§ The records:
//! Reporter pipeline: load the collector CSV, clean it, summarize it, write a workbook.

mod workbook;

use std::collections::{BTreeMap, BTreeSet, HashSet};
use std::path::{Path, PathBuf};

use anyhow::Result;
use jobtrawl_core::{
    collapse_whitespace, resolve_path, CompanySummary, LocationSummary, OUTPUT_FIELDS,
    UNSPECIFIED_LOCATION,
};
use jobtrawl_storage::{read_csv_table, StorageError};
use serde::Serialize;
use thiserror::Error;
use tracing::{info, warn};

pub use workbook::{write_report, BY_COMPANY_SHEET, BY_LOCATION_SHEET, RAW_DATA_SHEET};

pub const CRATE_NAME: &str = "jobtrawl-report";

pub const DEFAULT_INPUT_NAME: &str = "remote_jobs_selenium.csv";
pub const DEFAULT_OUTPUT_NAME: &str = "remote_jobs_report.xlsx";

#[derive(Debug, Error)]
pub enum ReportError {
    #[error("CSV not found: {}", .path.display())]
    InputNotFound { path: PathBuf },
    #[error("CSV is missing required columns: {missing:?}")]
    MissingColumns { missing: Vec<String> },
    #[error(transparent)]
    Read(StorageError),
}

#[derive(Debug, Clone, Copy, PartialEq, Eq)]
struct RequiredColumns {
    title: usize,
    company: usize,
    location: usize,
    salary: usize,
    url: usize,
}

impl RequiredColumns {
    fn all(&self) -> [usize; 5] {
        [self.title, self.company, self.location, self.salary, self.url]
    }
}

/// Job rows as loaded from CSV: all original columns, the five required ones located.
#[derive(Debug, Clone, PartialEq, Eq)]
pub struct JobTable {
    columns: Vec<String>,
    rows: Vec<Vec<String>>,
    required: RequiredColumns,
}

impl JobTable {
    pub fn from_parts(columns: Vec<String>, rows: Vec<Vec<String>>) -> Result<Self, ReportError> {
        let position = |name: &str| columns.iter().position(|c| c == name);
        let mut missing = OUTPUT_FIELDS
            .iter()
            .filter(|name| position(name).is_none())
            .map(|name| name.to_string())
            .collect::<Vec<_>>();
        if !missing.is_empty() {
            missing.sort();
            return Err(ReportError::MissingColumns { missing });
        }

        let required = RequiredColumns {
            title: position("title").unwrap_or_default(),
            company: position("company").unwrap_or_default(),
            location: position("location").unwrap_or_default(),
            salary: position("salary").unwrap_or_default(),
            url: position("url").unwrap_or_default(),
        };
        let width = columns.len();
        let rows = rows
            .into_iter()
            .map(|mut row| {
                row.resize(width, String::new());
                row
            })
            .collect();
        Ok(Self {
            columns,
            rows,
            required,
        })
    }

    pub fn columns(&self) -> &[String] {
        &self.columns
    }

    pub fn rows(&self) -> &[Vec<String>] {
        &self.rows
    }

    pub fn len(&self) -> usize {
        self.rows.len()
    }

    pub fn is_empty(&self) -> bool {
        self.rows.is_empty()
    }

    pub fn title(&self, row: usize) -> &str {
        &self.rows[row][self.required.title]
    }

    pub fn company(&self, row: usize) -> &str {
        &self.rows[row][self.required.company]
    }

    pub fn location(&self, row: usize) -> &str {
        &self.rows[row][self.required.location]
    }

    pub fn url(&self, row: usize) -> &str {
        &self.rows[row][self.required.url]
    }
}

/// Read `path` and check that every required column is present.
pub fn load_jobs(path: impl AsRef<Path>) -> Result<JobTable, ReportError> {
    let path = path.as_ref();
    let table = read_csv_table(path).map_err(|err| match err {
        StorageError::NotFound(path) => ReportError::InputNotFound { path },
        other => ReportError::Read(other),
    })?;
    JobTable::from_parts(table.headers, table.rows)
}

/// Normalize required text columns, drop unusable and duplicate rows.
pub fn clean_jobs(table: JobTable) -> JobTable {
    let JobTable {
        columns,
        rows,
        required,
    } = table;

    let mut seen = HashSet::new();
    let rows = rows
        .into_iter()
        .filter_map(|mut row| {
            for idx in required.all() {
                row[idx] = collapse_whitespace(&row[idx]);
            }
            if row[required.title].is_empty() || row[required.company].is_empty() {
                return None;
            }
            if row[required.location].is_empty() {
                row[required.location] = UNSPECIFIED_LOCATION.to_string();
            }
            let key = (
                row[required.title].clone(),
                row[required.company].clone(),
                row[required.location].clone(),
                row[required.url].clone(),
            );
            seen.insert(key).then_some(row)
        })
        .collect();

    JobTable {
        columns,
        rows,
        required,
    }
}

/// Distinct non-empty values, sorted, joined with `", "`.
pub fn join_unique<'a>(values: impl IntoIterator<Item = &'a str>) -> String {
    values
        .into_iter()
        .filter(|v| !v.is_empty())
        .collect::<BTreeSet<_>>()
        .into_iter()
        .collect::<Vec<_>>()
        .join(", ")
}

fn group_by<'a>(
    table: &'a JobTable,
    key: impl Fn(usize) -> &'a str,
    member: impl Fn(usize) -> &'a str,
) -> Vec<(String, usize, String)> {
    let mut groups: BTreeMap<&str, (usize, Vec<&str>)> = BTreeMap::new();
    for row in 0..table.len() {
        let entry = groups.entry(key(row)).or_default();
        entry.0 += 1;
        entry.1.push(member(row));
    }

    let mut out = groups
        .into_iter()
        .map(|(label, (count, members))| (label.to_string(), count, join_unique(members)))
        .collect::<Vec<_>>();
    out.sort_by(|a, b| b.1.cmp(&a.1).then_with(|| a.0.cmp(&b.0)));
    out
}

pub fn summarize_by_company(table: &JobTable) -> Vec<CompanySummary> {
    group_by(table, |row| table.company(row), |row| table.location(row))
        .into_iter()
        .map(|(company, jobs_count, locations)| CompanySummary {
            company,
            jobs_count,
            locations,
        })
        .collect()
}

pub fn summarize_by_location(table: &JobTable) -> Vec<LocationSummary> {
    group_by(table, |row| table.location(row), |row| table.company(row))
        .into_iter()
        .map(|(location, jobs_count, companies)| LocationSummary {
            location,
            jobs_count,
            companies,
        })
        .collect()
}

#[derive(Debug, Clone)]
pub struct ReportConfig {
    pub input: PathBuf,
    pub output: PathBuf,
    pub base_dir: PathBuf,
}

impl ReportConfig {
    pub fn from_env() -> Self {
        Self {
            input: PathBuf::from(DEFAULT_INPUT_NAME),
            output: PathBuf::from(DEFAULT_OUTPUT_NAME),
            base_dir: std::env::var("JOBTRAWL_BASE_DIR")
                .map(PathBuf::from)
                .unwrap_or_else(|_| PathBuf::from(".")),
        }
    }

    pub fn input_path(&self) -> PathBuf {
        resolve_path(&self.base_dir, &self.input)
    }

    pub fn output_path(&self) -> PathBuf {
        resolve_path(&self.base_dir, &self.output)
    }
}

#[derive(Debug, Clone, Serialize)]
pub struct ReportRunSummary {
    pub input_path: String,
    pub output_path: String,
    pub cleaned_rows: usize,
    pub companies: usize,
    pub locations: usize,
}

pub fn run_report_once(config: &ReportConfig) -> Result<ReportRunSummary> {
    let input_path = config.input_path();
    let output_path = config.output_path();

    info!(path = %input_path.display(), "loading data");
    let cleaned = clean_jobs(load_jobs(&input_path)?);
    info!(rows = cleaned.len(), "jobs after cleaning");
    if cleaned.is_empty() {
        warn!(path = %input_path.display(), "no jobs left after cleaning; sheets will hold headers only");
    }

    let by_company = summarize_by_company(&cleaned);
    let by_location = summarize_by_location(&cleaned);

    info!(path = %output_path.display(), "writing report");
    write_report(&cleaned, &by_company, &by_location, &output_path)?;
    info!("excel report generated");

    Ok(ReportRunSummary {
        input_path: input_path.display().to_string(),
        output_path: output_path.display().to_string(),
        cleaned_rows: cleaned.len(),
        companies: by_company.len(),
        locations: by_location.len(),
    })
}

§ Activity:
Work out how many lines in the material above hold the word "InputNotFound"; answer with the number only.

§ Solved exercise:
2